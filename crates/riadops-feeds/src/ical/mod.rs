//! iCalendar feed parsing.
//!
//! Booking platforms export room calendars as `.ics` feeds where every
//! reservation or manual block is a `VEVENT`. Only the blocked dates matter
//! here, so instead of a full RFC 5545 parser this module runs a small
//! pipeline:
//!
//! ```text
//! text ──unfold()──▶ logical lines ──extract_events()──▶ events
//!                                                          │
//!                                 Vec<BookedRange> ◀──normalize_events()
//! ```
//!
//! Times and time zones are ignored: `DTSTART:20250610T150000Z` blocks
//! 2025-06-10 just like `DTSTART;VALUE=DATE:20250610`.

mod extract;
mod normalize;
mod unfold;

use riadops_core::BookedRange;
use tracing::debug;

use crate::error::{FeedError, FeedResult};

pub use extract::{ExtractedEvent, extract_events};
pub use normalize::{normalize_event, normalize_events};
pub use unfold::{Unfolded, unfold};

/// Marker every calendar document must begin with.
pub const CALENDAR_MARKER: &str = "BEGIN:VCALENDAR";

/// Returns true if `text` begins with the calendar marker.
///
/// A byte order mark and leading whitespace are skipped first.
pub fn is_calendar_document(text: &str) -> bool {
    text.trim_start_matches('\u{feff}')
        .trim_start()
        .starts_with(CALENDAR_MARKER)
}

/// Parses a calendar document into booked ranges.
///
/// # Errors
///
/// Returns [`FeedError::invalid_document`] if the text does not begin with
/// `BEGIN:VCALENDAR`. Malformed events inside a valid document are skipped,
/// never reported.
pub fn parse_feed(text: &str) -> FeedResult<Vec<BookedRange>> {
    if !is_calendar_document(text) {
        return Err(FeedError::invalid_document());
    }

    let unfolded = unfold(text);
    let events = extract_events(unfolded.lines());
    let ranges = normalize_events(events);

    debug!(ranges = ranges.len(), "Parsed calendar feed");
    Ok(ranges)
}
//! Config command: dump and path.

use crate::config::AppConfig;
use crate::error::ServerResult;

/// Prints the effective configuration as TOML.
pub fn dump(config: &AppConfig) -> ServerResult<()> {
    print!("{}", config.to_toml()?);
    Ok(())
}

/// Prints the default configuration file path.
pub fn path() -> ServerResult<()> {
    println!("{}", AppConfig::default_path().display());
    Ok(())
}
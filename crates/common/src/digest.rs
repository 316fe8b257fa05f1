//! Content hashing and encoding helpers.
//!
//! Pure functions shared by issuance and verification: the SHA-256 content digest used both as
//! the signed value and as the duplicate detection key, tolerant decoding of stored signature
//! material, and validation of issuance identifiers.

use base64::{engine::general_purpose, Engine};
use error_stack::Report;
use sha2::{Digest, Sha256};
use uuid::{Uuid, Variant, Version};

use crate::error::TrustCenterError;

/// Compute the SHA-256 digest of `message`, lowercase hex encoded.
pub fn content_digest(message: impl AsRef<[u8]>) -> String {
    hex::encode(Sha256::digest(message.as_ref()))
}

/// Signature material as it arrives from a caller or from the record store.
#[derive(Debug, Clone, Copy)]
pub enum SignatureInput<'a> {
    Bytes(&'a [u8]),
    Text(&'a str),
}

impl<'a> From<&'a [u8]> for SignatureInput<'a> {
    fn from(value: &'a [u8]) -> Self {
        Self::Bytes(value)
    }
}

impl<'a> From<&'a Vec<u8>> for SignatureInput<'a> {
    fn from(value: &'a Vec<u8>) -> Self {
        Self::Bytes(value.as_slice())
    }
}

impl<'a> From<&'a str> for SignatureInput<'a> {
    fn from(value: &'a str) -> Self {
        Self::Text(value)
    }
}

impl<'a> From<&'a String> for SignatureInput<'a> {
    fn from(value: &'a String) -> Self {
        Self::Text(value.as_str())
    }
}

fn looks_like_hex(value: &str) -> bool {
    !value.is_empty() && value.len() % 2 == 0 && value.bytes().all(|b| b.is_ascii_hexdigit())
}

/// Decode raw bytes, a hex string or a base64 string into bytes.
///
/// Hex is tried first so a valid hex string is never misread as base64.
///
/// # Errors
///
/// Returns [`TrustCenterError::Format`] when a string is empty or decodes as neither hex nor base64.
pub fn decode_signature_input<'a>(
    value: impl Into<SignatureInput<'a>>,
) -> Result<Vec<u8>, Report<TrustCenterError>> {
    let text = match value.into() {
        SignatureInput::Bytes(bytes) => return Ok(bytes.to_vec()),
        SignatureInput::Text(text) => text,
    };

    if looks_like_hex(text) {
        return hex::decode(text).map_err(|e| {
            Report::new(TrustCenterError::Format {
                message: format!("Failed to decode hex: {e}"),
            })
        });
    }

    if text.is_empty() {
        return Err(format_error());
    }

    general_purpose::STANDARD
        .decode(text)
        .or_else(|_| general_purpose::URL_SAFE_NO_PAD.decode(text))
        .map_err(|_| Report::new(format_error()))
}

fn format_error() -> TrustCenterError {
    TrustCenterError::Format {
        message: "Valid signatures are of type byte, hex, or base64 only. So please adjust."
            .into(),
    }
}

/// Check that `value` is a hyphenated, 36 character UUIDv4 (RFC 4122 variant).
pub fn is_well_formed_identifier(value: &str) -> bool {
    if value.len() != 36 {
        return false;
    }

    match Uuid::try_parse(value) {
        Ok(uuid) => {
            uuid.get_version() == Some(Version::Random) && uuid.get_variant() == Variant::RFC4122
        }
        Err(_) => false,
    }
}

==

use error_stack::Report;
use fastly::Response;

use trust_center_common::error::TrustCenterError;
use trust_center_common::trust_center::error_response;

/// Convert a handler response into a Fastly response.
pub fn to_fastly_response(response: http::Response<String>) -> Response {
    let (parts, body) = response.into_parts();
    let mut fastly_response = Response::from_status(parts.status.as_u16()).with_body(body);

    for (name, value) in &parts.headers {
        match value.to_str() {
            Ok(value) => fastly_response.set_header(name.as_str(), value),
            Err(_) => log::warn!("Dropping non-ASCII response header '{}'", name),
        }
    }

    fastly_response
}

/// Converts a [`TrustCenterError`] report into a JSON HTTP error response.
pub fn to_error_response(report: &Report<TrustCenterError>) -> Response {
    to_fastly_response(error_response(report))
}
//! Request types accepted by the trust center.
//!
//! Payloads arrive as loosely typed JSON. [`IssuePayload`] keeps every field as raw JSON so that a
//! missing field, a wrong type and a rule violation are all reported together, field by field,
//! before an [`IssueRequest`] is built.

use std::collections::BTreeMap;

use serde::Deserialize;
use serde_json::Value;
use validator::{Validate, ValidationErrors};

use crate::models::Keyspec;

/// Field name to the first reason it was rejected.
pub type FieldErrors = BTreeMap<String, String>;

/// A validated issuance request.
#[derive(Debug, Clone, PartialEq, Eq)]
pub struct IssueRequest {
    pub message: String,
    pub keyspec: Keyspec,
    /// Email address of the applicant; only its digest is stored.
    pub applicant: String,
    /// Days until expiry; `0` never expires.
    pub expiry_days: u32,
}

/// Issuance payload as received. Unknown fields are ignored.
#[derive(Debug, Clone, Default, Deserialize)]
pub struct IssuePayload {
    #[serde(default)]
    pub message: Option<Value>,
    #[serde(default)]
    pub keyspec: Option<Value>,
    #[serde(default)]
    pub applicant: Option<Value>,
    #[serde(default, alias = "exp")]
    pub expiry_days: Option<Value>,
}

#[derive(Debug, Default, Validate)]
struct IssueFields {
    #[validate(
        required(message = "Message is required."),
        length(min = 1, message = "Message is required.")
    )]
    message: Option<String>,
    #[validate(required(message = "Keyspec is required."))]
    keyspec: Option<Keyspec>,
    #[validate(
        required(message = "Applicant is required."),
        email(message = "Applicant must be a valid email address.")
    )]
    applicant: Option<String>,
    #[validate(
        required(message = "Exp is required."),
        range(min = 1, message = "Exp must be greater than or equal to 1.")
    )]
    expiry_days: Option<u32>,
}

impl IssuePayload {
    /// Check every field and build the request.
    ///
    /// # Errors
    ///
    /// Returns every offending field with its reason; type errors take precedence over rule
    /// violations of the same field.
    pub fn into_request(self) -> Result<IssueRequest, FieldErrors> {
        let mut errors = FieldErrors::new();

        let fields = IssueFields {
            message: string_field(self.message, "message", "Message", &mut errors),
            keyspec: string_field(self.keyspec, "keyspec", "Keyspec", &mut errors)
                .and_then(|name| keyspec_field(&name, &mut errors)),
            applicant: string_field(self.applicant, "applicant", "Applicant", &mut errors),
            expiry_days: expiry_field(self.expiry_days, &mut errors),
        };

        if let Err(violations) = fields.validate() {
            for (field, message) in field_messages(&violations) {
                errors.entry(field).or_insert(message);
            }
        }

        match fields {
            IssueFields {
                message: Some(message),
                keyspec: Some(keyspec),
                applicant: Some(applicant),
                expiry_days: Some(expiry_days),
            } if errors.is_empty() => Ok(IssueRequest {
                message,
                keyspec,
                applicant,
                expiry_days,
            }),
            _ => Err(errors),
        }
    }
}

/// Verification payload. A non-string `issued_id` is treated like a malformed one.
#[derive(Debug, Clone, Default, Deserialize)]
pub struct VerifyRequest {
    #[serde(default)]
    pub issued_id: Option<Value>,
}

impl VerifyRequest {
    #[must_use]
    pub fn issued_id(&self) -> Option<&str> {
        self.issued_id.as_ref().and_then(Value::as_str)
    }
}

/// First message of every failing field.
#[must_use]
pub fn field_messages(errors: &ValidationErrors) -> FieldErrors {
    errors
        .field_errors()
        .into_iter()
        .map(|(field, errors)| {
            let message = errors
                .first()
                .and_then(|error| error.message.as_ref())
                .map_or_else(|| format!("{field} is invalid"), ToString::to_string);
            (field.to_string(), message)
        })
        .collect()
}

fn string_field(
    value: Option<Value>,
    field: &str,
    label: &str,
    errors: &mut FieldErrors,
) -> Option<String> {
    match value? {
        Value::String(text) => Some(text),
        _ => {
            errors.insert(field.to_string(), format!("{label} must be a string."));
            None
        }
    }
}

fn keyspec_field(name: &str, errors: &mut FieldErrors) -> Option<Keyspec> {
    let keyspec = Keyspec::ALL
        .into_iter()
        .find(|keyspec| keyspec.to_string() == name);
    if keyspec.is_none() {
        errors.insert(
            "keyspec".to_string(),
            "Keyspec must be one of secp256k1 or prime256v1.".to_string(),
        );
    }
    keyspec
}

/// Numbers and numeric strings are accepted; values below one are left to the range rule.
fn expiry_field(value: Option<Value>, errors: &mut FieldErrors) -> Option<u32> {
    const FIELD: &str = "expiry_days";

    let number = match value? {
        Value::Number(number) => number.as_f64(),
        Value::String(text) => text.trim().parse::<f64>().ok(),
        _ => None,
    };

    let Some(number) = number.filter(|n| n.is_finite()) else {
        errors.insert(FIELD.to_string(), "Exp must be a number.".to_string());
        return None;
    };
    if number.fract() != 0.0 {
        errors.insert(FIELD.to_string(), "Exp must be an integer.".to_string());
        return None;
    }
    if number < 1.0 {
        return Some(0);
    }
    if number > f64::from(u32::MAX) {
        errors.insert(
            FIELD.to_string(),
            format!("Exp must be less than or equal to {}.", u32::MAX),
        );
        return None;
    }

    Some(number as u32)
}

---

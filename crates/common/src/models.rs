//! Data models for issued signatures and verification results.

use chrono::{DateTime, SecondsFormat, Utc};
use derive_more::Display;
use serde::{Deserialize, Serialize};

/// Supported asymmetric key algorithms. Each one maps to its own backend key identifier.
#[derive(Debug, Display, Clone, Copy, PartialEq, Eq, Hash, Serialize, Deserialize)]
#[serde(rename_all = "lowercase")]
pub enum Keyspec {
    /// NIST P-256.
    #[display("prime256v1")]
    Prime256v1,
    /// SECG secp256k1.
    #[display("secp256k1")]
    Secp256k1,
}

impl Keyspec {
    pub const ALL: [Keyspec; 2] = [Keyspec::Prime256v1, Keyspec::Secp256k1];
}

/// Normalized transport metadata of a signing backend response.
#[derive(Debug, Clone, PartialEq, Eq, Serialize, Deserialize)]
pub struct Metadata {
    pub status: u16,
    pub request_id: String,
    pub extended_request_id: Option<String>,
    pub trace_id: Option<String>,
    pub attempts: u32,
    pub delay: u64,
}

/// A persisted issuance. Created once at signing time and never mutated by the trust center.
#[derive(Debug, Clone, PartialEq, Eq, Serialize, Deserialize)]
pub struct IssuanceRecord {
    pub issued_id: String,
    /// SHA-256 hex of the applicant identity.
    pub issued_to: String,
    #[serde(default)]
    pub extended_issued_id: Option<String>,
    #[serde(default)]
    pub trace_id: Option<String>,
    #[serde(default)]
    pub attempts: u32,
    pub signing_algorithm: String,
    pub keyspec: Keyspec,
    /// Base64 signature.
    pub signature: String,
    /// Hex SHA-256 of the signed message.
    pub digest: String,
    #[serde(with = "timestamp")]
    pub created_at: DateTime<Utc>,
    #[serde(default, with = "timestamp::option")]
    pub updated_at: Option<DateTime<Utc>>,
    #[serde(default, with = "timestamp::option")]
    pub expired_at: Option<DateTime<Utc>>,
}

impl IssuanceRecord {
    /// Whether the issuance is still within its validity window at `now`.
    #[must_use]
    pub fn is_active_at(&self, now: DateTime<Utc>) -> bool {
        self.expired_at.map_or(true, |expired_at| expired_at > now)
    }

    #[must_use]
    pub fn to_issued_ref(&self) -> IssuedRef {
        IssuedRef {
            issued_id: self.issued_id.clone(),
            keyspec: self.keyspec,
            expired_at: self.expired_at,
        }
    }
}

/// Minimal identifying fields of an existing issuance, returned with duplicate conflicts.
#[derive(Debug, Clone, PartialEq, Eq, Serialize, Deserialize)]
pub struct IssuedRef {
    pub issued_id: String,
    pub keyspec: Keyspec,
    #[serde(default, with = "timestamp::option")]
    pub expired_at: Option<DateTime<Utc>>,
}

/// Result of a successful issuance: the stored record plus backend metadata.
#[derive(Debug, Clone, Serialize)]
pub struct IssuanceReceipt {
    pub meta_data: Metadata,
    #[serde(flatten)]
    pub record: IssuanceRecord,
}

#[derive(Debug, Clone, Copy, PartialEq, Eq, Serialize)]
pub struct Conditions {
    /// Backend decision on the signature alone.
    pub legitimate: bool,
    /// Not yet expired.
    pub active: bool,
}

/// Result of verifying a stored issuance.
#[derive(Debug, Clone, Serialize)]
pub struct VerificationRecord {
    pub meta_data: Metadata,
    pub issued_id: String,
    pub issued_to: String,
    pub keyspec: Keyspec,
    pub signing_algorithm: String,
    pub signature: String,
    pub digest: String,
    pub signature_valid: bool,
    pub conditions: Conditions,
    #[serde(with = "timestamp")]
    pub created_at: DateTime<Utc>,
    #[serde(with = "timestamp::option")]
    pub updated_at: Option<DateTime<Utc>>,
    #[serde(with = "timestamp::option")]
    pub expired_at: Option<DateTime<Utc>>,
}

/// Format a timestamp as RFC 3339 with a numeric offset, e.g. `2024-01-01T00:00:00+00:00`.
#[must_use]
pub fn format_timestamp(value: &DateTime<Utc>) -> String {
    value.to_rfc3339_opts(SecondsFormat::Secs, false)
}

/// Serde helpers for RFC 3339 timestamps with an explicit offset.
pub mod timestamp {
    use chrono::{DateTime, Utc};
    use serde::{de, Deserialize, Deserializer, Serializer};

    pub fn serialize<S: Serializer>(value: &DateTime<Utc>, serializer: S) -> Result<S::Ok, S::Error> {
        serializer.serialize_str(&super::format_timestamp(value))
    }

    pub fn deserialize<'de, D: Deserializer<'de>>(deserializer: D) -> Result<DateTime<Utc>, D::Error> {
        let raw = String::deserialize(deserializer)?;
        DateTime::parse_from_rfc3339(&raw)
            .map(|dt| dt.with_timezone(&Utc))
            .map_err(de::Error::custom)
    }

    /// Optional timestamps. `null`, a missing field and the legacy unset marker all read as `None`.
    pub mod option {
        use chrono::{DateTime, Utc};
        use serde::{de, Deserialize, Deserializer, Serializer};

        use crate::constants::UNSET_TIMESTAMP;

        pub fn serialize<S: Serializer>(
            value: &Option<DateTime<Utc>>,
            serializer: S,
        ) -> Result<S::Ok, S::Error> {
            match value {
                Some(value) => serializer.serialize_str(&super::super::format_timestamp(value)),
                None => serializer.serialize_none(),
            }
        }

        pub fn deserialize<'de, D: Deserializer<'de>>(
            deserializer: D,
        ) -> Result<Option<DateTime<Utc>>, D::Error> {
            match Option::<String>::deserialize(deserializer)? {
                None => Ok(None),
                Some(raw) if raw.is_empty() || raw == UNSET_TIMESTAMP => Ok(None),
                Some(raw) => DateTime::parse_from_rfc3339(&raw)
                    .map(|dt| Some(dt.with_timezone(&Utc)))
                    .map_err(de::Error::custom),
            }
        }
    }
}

WHAT YOU WILL DO:
Which lines in the entries above contain "offset"? Pull each of them out.

RESPONSE TO THIS TASK:
/// Format a timestamp as RFC 3339 with a numeric offset, e.g. `2024-01-01T00:00:00+00:00`.
/// Serde helpers for RFC 3339 timestamps with an explicit offset.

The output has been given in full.